> **PROBLEM REQUIREMENTS**:
Every line of the records below that holds the word "Some" belongs in the answer.

MATERIAL FOR THIS EXERCISE Block Start

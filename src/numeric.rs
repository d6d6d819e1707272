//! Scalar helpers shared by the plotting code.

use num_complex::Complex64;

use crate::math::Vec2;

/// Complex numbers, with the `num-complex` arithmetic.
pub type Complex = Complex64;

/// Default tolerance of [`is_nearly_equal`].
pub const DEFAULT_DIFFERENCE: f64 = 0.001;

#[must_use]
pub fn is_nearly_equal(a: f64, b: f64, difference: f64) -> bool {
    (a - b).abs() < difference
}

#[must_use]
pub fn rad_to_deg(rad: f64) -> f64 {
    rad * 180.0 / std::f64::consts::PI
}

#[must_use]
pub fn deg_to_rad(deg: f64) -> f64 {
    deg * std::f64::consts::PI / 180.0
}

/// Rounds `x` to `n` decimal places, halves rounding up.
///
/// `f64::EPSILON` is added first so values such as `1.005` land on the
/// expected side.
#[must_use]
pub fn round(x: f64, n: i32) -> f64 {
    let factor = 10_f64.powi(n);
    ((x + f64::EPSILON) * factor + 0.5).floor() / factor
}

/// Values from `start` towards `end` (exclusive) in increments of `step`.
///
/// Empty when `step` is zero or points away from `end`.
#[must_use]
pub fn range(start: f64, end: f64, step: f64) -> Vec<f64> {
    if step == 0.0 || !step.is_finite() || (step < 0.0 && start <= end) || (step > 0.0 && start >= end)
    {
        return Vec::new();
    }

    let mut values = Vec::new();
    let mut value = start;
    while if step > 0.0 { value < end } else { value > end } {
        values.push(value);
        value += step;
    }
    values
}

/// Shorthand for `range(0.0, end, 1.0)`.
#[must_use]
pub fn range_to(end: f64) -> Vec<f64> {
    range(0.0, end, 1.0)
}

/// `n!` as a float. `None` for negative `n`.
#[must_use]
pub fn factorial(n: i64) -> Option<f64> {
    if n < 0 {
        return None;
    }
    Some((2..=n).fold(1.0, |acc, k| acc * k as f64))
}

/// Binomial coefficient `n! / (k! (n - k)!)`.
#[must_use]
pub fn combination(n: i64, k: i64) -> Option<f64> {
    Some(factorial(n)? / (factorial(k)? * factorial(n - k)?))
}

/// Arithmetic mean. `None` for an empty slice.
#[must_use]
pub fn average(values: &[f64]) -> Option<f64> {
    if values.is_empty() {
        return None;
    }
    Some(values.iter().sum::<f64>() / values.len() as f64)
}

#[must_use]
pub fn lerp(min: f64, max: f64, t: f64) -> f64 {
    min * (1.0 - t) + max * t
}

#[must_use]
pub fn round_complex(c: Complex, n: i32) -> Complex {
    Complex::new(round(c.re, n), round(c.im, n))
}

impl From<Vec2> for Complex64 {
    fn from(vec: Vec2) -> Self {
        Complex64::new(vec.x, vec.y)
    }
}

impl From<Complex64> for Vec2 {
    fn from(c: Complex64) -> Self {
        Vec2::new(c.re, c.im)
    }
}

MATERIAL FOR THIS EXERCISE Block End

> **EXERCISE OUTPUT**:
    Some((2..=n).fold(1.0, |acc, k| acc * k as f64))
    Some(factorial(n)? / (factorial(k)? * factorial(n - k)?))
    Some(values.iter().sum::<f64>() / values.len() as f64)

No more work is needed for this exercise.